Right? Like, how much personalization did that add?
And I sent it off and the agency that worked for the client responded first. and was like,
Peter, do you wanna check like the bottom right corner of the slides Winky face? And I, even when they sent that email, I still didn't know what they were talking about.
It wasn't until I opened the slide that I saw the competitor's logo. And this was like
early into the job. So I basically, like the stakes were just so much higher. Like I was just like, no, this is a really important client for us. And I've just sent a competitor's information to them, you know, and I told my boss about it.
I told my, account executive, my counterpart, and they were kind of like,
Eh, I mean, look, they're not gonna fire us over this. Like, don't do it again, but, you know, it'll be fine. And
It's kind of funny at the end of the day is the other client who got the smaller one, I think of the two,
got back and was like,
Yeah, we'll try this out.
We'll try this out. Like if, if you say maybe this to our larger competitor, we're gonna try this out.
Yeah. Yeah.
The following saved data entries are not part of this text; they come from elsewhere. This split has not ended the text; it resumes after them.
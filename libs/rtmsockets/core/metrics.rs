use std::sync::atomic::{AtomicU64, Ordering};

/// Lock-free traffic counters shared between a connection task and its handles
#[derive(Debug, Default)]
pub struct AtomicMetrics {
    messages_sent: AtomicU64,
    messages_received: AtomicU64,
    messages_delivered: AtomicU64,
    reconnect_count: AtomicU64,
}

/// Point-in-time copy of `AtomicMetrics`
#[derive(Debug, Clone, Copy, Default, PartialEq, Eq)]
pub struct Metrics {
    pub messages_sent: u64,
    pub messages_received: u64,
    pub messages_delivered: u64,
    pub reconnect_count: u64,
}

impl AtomicMetrics {
    pub fn new() -> Self {
        Self::default()
    }

    #[inline]
    pub fn increment_sent(&self) {
        self.messages_sent.fetch_add(1, Ordering::Relaxed);
    }

    #[inline]
    pub fn increment_received(&self) {
        self.messages_received.fetch_add(1, Ordering::Relaxed);
    }

    #[inline]
    pub fn increment_delivered(&self) {
        self.messages_delivered.fetch_add(1, Ordering::Relaxed);
    }

    #[inline]
    pub fn increment_reconnects(&self) {
        self.reconnect_count.fetch_add(1, Ordering::Relaxed);
    }

    pub fn messages_sent(&self) -> u64 {
        self.messages_sent.load(Ordering::Relaxed)
    }

    pub fn messages_received(&self) -> u64 {
        self.messages_received.load(Ordering::Relaxed)
    }

    pub fn messages_delivered(&self) -> u64 {
        self.messages_delivered.load(Ordering::Relaxed)
    }

    pub fn reconnect_count(&self) -> u64 {
        self.reconnect_count.load(Ordering::Relaxed)
    }

    pub fn snapshot(&self) -> Metrics {
        Metrics {
            messages_sent: self.messages_sent(),
            messages_received: self.messages_received(),
            messages_delivered: self.messages_delivered(),
            reconnect_count: self.reconnect_count(),
        }
    }
}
It's a classic case of some competitors, they're like,
Yeah, our competitors is doing that - I want to do it as well for sure. Which I'm not always
sure is the best strategy because you're like, oh, you're not really gonna set yourself apart if you're just
yeah, the same thing that your competitors are doing.
But I guess in this stage, like it's about trying a new Google Ads product anyway,
yeah. I was like performance review - local campaigns, check.
Yeah, guys, when you're, if it's those who are doing pitches, you're doing pitching documents. Yeah. Pitching clients and pitching products. Watch out for the logos. But no, that's not the
big lesson you want to share with us. Get onto our second story.
Cool. Okay. So I was managing this advertiser that was in the enterprise event management space
and and platform they sold which is kind of important as context here is a platform that allowed you to do quizzes, surveys, you know attendee management, like everything all together.
So even if you were hosting a big tech conference or even sort of like a, it could be a,
like a quarterly or annual you know, review for a larger organization, you might want a platform like this. And honestly it was really hard to, advertising for them because the space that they're in is so massive.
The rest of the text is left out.